- Origin: Seattle, Washington, United States
- Genres: Rock, jazz fusion, progressive rock
- Years active: 1996–present
- Label: Velour Music
- Members: Reggie Watts (Vocals) Kevin Goldman (Bassist) Davis Martin (Drummer) Thaddeus Turner (Guitar) Daniel Spils (Keyboard)
- Past members: Alex Veley (1996–1999) Darrius Willrich

= Maktub (band) =

American music group

Maktub is a Seattle, Washington-based music group formed in the late 1990s that combines elements of hip-hop, rhythm and blues, soul, and funk, with a sprinkling of jazz and rock.

==History==
Maktub was formed in 1996 when Davis Martin called Reggie Watts, a student at the Cornish College of the Arts at the time, to come jam with Kevin Goldman, Alex Veley, and himself. After only 5 minutes of jamming, the band hit it off, and by day's end wrote their first song. After realizing their potential, the four planned to commit to each other, calling themselves "Maktub". According to their website, Maktub (مكتوب) is an Arabic word that Reggie got from Paulo Coelho's novel The Alchemist, which translates to, "it is written", or, "destiny".

In August 1999, they released their first album, Subtle Ways. There was an immediate response as the album hit number one on KCMU and later on the soul and urban charts at MP3.com and earned them "Best R&B Album" at the Northwest Music Awards". After they released the album, Alex Veley decided to leave the group to pursue other projects.

In 2000, the group added a new sound to their music by recruiting Thaddeus Turner on guitar and Daniel Spils as their new keyboard player. With the new members of the band, they began recording demos with a handheld MiniDisc and small button microphone.
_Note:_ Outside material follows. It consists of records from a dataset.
//! Purpose: Chunked writer: clear the destination, grow its grid, then write fixed-size blocks.
//! Exports: `WritePlan`, `WriteReport`, `ChunkedWriter`.
//! Role: Pushes a projected/filtered row set into one destination sheet under API payload limits.
//! Invariants: The destination column span is cleared before any block is written.
//! Invariants: Blocks are written in increasing row order; each is addressed by its first row.
//! Invariants: The grid is only ever grown, never shrunk.
use std::time::Duration;

use serde::{Deserialize, Serialize};
use tracing::{debug, info};

use super::a1::{anchor, segments};
use super::error::{Error, ErrorKind};
use super::retry::{RetryPolicy, pause, with_retry};
use super::rows::Cell;
use super::sheets::{Sheets, ValueInput, find_sheet};

#[derive(Clone, Debug, Deserialize, PartialEq, Serialize)]
#[serde(default, deny_unknown_fields)]
pub struct WritePlan {
    /// Column span cleared before writing, e.g. `A:E`.
    pub clear_columns: String,
    pub chunk_rows: usize,
    pub chunk_pause_ms: u64,
    pub value_input: ValueInput,
    /// Lower bound for the destination column count.
    pub min_columns: u64,
}

impl Default for WritePlan {
    fn default() -> Self {
        Self {
            clear_columns: "A:E".to_string(),
            chunk_rows: 1200,
            chunk_pause_ms: 200,
            value_input: ValueInput::UserEntered,
            min_columns: 5,
        }
    }
}

impl WritePlan {
    pub fn with_chunk_rows(mut self, chunk_rows: usize) -> Self {
        self.chunk_rows = chunk_rows;
        self
    }

    fn chunk_pause(&self) -> Duration {
        Duration::from_millis(self.chunk_pause_ms)
    }
}

#[derive(Clone, Copy, Debug, Default, Eq, PartialEq)]
pub struct WriteReport {
    pub rows_written: usize,
    pub chunks: usize,
    pub resized: bool,
}

pub struct ChunkedWriter<'a, S: ?Sized> {
    sheets: &'a S,
    retry: &'a RetryPolicy,
    plan: &'a WritePlan,
}

impl<'a, S: Sheets + ?Sized> ChunkedWriter<'a, S> {
    pub fn new(sheets: &'a S, retry: &'a RetryPolicy, plan: &'a WritePlan) -> Self {
        Self {
            sheets,
            retry,
            plan,
        }
    }

    pub fn write(
        &self,
        spreadsheet_id: &str,
        sheet: &str,
        rows: &[Vec<Cell>],
    ) -> Result<WriteReport, Error> {
        let total = rows.len();
        if total == 0 {
            debug!("nothing to write to {spreadsheet_id}:{sheet}");
            return Ok(WriteReport::default());
        }

        let clear_range = format!("{sheet}!{}", self.plan.clear_columns);
        with_retry(
            self.retry,
            &format!("clear {spreadsheet_id}:{clear_range}"),
            || self.sheets.clear_values(spreadsheet_id, &clear_range),
        )?;
        info!("cleared {spreadsheet_id}:{clear_range}");

        let width = rows.iter().map(Vec::len).max().unwrap_or(0) as u64;
        let resized = self.ensure_grid(
            spreadsheet_id,
            sheet,
            total as u64,
            width.max(self.plan.min_columns),
        )?;

        let chunk_rows = self.plan.chunk_rows.max(1);
        let chunk_count = total.div_ceil(chunk_rows);
        let mut report = WriteReport {
            rows_written: 0,
            chunks: 0,
            resized,
        };
        for segment in segments(total, chunk_rows) {
            let range = anchor(sheet, "A", segment.first_row());
            let block = &rows[segment.start..segment.end];
            debug!(
                "writing chunk {}/{chunk_count}: rows {}-{}",
                report.chunks + 1,
                segment.first_row(),
                segment.last_row()
            );
            with_retry(
                self.retry,
                &format!(
                    "write {spreadsheet_id}:{sheet} rows {}-{}",
                    segment.first_row(),
                    segment.last_row()
                ),
                || {
                    self.sheets
                        .update_values(spreadsheet_id, &range, block, self.plan.value_input)
                },
            )?;
            report.rows_written = segment.end;
            report.chunks += 1;
            info!("wrote {}/{total} to {spreadsheet_id}:{sheet}", segment.end);
            pause(self.plan.chunk_pause());
        }
        Ok(report)
    }

    /// Grows the grid of `sheet` to at least `min_rows` x `min_columns`.
    /// Returns whether a resize was issued.
    pub fn ensure_grid(
        &self,
        spreadsheet_id: &str,
        sheet: &str,
        min_rows: u64,
        min_columns: u64,
    ) -> Result<bool, Error> {
        let properties = with_retry(
            self.retry,
            &format!("read metadata of {spreadsheet_id}"),
            || self.sheets.sheet_properties(spreadsheet_id),
        )?;
        let Some(current) = find_sheet(&properties, sheet) else {
            return Err(Error::new(ErrorKind::NotFound)
                .with_message(format!("sheet '{sheet}' not found"))
                .with_spreadsheet(spreadsheet_id));
        };

        let rows = current.row_count.max(min_rows);
        let columns = current.column_count.max(min_columns);
        if rows == current.row_count && columns == current.column_count {
            return Ok(false);
        }

        info!(
            "resizing grid of {spreadsheet_id}:{sheet} from {}x{} to {rows}x{columns}",
            current.row_count, current.column_count
        );
        let sheet_id = current.sheet_id;
        with_retry(
            self.retry,
            &format!("resize {spreadsheet_id}:{sheet}"),
            || {
                self.sheets
                    .resize_sheet(spreadsheet_id, sheet_id, rows, columns)
            },
        )?;
        Ok(true)
    }
}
In 2001 they recorded Khronos in only two weeks, and it was first released a year later. In 2003, after selling more than 20,000 copies, Velour Music in New York City took notice of their success and re-released Khronos nationally. With this new national recognition, they embarked on a six-month tour in the same year, traveling all around the United States. Upon their return to Seattle, they begin to write new songs and record new demos, most of which are done with their minidisc recorder and single button microphone.

In 2004, they recorded their third album, Say What You Mean. The album was released in April 2005 and was followed by a three-month tour around the continental United States.

2007 saw the anticipated release of Start It Over. This album marked a new trend in the band's deeper interaction with its followers. It was funded by the members of their fan club, M.A.R.C. 7.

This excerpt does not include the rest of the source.